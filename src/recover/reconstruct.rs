//! Fragment reconstructor -- last-resort salvage for text the repairer
//! could not turn into JSON.
//!
//! Works on raw sanitized text, not on a parse tree: it hunts for the two
//! anchor fields (title and level), then scavenges whatever locally valid
//! fragments it can find for the list fields. Every fragment that is kept
//! must strict-parse on its own; fragments that do not are replaced with
//! minimal placeholders so the result always has the full lesson shape.
//! Reconstructed output is marked so it always goes through the
//! completeness check and repair path downstream.

use once_cell::sync::Lazy;
use regex::Regex;
use serde_json::{json, Value};
use thiserror::Error;

use super::parse::parse_strict;

#[derive(Debug, Error)]
pub enum ReconstructError {
    #[error("no recognizable lesson anchors (title and level) in response text")]
    MissingAnchors,
}

static TITLE_ANCHOR: Lazy<Regex> = Lazy::new(|| {
    Regex::new(r#"(?i)"?\btitle\b"?\s*[:=]\s*"((?:[^"\\]|\\.)+)""#).unwrap()
});

static LEVEL_ANCHOR: Lazy<Regex> = Lazy::new(|| {
    Regex::new(r#"(?i)"?\blevel\b"?\s*[:=]\s*"((?:[^"\\]|\\.)+)""#).unwrap()
});

static QUOTED: Lazy<Regex> =
    Lazy::new(|| Regex::new(r#""((?:[^"\\]|\\.)+)""#).unwrap());

/// Rebuild a lesson-shaped value from unparseable text.
///
/// Fails only when neither a title nor a level anchor can be located; with
/// both anchors present it always produces a structurally complete object,
/// however sparse.
pub fn reconstruct(text: &str) -> Result<Value, ReconstructError> {
    let title = anchor_value(&TITLE_ANCHOR, text);
    let level = anchor_value(&LEVEL_ANCHOR, text);
    let (title, level) = match (title, level) {
        (Some(t), Some(l)) => (t, l),
        _ => return Err(ReconstructError::MissingAnchors),
    };

    let objectives: Vec<Value> = field_span(text, "objectives", '[')
        .map(|span| {
            QUOTED
                .captures_iter(span)
                .map(|cap| Value::String(unescape(&cap[1])))
                .collect()
        })
        .unwrap_or_default();

    let grammar = salvage_objects(text, "grammar", |chunk| {
        let title = anchor_value(&TITLE_ANCHOR, chunk)
            .unwrap_or_else(|| "Recovered section".to_string());
        json!({ "title": title })
    });

    let examples = salvage_objects(text, "examples", |chunk| {
        let title = anchor_value(&TITLE_ANCHOR, chunk)
            .unwrap_or_else(|| "Recovered examples".to_string());
        json!({ "title": title, "items": [] })
    });

    let exercises = field_span(text, "exercises", '{')
        .and_then(|span| parse_strict(span).ok())
        .filter(Value::is_object)
        .unwrap_or_else(|| json!({}));

    Ok(json!({
        "title": title,
        "level": level,
        "objectives": objectives,
        "prerequisites": [],
        "grammar": grammar,
        "examples": examples,
        "exercises": exercises,
        "reconstructed": true,
    }))
}

fn anchor_value(anchor: &Regex, text: &str) -> Option<String> {
    anchor.captures(text).map(|cap| unescape(&cap[1]))
}

fn unescape(raw: &str) -> String {
    // The anchor regexes capture string bodies that may carry JSON escapes.
    serde_json::from_str::<String>(&format!("\"{}\"", raw)).unwrap_or_else(|_| raw.to_string())
}

/// Collect the top-level `{...}` chunks of a named array field, keeping
/// each chunk that strict-parses and substituting a placeholder for each
/// that does not.
fn salvage_objects<F>(text: &str, field: &str, placeholder: F) -> Vec<Value>
where
    F: Fn(&str) -> Value,
{
    let span = match field_span(text, field, '[') {
        Some(span) => span,
        None => return Vec::new(),
    };
    object_chunks(span)
        .into_iter()
        .map(|chunk| match parse_strict(chunk) {
            Ok(Value::Object(obj)) => Value::Object(obj),
            _ => placeholder(chunk),
        })
        .collect()
}

/// Locate `"<name>": <open>...` and return the balanced span including the
/// delimiters. The quotes around the field name are optional so prose-ish
/// output still matches.
fn field_span<'a>(text: &'a str, name: &str, open: char) -> Option<&'a str> {
    let pattern = format!(
        r#"(?i)"?\b{}\b"?\s*[:=]\s*\{}"#,
        regex::escape(name),
        if open == '{' { "{" } else { "[" }
    );
    let re = Regex::new(&pattern).ok()?;
    let m = re.find(text)?;
    let start = m.end() - 1;
    balanced_span(text, start)
}

/// Scan a balanced bracket/brace span starting at `open_idx`, honoring
/// strings and escapes. Returns the span including both delimiters, or the
/// remainder of the text when the closer is missing (truncated output).
fn balanced_span(text: &str, open_idx: usize) -> Option<&str> {
    let bytes = text.as_bytes();
    let open = *bytes.get(open_idx)?;
    let close = match open {
        b'{' => b'}',
        b'[' => b']',
        _ => return None,
    };
    let mut depth = 0usize;
    let mut in_string = false;
    let mut escaped = false;
    for (i, &b) in bytes.iter().enumerate().skip(open_idx) {
        if in_string {
            if escaped {
                escaped = false;
            } else if b == b'\\' {
                escaped = true;
            } else if b == b'"' {
                in_string = false;
            }
            continue;
        }
        match b {
            b'"' => in_string = true,
            _ if b == open => depth += 1,
            _ if b == close => {
                depth -= 1;
                if depth == 0 {
                    return Some(&text[open_idx..=i]);
                }
            }
            _ => {}
        }
    }
    Some(&text[open_idx..])
}

/// Top-level `{...}` chunks inside an array span. A final chunk whose
/// closing brace was cut off is still returned (it will fail the strict
/// parse and become a placeholder).
fn object_chunks(span: &str) -> Vec<&str> {
    let bytes = span.as_bytes();
    let mut chunks = Vec::new();
    let mut i = 0;
    while i < bytes.len() {
        if bytes[i] == b'{' {
            match balanced_span(span, i) {
                Some(chunk) => {
                    i += chunk.len();
                    chunks.push(chunk);
                }
                None => break,
            }
        } else {
            i += 1;
        }
    }
    chunks
}

/// Quick check used by callers that want to know whether reconstruction
/// even has anchors to work with.
pub fn has_anchors(text: &str) -> bool {
    TITLE_ANCHOR.is_match(text) && LEVEL_ANCHOR.is_match(text)
}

— Task to complete —
Looking at the entries above, count the lines that contain the string "escapes", then give the number and nothing else.

— Reply to the exercise —
2